Dr. Gomella is chairman of the department of urology and senior director for clinical affairs, Jefferson Sidney Kimmel Cancer Center, Thomas Jefferson University, Philadelphia.
The focus of recent prostate MRI investigations has been on the identification and biopsy of intraprostatic lesions. Conversely, the role of preoperative MRI in staging and surgical planning has not received much recent attention.
With the expanding use of MRI in the diagnosis of prostate cancer through targeted biopsy, a reasonable question to ask is, what is the role of MRI the surgical management of men with localized disease treated by radical prostatectomy? Gross extension of the cancer beyond the prostate is often suspected based on rectal exam or other clinical data. However, the identification of microscopic extension that may alter the surgical approach and possibly the long-term outcomes of the procedure may not be readily apparent in men with low-risk disease.
A study reported at the 2017 AUA annual meeting by Kim et al from Washington University in St. Louis showed no significant differences in selected surgical outcomes (operative time, blood loss, complications, or positive surgical margins) among men who did or did not have preoperative prostate MRI before radical prostatectomy (see article). When considering using preoperative imaging to direct changes in surgical approach, the suggestion of extraprostatic disease may alter plans for nerve sparing or lead to more aggressive local resection. There is limited published data how MRI might influence surgical technique such as neurovascular bundle preservation, with very few supporting the utility of MRI in this regard.

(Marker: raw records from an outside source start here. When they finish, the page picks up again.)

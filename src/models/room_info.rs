//! Room metadata exposed to callers.
//!
//! [`RoomInfo`] provides a read-only snapshot of a room's state, useful for
//! debugging, tests, and UI dashboards.

use serde::{Deserialize, Serialize};
use serde_json::Value as JsonValue;
use std::fmt;

/// Lifecycle state of a room.
#[derive(Debug, Clone, Copy, PartialEq, Eq, Hash, Serialize, Deserialize)]
#[serde(rename_all = "snake_case")]
pub enum RoomState {
    /// First subscribe issued (or waiting for a connection), not acknowledged yet
    Subscribing,
    /// Acknowledged by the backend; notifications are delivered
    Active,
    /// Replayed after a reconnection, acknowledgment pending
    Resubscribing,
    /// Last handler left while a subscribe was outstanding
    Cancelled,
}

impl fmt::Display for RoomState {
    fn fmt(&self, f: &mut fmt::Formatter<'_>) -> fmt::Result {
        let name = match self {
            RoomState::Subscribing => "subscribing",
            RoomState::Active => "active",
            RoomState::Resubscribing => "resubscribing",
            RoomState::Cancelled => "cancelled",
        };
        f.write_str(name)
    }
}

/// Read-only snapshot of a room.
///
/// Returned by [`DocLinkClient::rooms()`](crate::DocLinkClient::rooms).
#[derive(Debug, Clone, PartialEq, Serialize, Deserialize)]
pub struct RoomInfo {
    /// Client-side room id derived from the subscription parameters.
    pub room_id: String,
    pub collection: String,
    pub filters: JsonValue,
    pub subscribe_to_self: bool,
    pub state: RoomState,
    /// Backend channel, once acknowledged.
    pub channel: Option<String>,
    /// Number of registered handlers.
    pub handler_count: usize,
    /// Whether a subscribe call is currently in flight.
    pub subscribe_in_flight: bool,
    /// Millis since Unix epoch when the room was created.
    pub created_at_ms: u64,
    /// Millis since Unix epoch of the last delivered notification.
    pub last_notification_ms: Option<u64>,
}
//! Delivery of inbound notifications to room handlers.

use super::registry::SubscriptionRegistry;
use super::room::NotificationHandler;
use crate::models::{Notification, RoomState};
use std::panic::{catch_unwind, AssertUnwindSafe};

/// Routes notifications by channel to the handlers of ACTIVE rooms.
///
/// Notifications for rooms that are still (re)subscribing are dropped: the
/// backend channel may change on acknowledgment, and handlers only see events
/// for a subscription the backend has confirmed.
pub(crate) struct NotificationRouter {
    sdk_instance_id: String,
}

impl NotificationRouter {
    pub fn new(sdk_instance_id: impl Into<String>) -> Self {
        Self {
            sdk_instance_id: sdk_instance_id.into(),
        }
    }

    /// Deliver `notification`. Returns the number of handlers invoked.
    pub fn dispatch(&self, registry: &mut SubscriptionRegistry, notification: &Notification) -> usize {
        let Some(room) = registry.room_for_channel_mut(&notification.channel) else {
            log::debug!(
                "[doclink] Dropping notification for unknown channel {}",
                notification.channel
            );
            return 0;
        };

        if room.state != RoomState::Active {
            log::debug!(
                "[doclink] Dropping notification for room {} in state {}",
                room.room_id,
                room.state
            );
            return 0;
        }

        if !room.key.subscribe_to_self
            && notification.sdk_instance_id() == Some(self.sdk_instance_id.as_str())
        {
            return 0;
        }

        room.last_notification_ms = Some(crate::now_ms());
        let handlers: Vec<NotificationHandler> =
            room.handlers.values().map(|r| r.handler.clone()).collect();
        let room_id = room.room_id.clone();
        invoke_all(&room_id, &handlers, notification)
    }

    /// Send the synthetic resubscribed notification to handlers that asked for it.
    pub fn notify_resubscribed(&self, registry: &SubscriptionRegistry, room_id: &str) -> usize {
        let Some(room) = registry.get(room_id) else {
            return 0;
        };
        let Some(channel) = room.channel.as_deref() else {
            return 0;
        };
        let handlers: Vec<NotificationHandler> = room
            .handlers
            .values()
            .filter(|r| r.notify_resubscribed)
            .map(|r| r.handler.clone())
            .collect();
        if handlers.is_empty() {
            return 0;
        }
        let notification = Notification::resubscribed(channel, &room.key.collection);
        invoke_all(room_id, &handlers, &notification)
    }
}

fn invoke_all(room_id: &str, handlers: &[NotificationHandler], notification: &Notification) -> usize {
    for handler in handlers {
        if catch_unwind(AssertUnwindSafe(|| handler(notification))).is_err() {
            log::warn!("[doclink] Notification handler of room {} panicked", room_id);
        }
    }
    handlers.len()
}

MRI of the prostate has evolved since its first use in the 1980s. A trial reported in 1990 noted that prostate MRI available at that time could not identify microscopic spread of disease. While prostate MRI technology continues to develop, the detection of microscopic disease outside of the prostate in early-stage disease remains a challenge. Based on the limited ability to detect microscopic extraprostatic extension and this contemporary study by Kim and associates, it appears that for radical prostatectomy surgical planning in early-stage disease, MRI does not add value.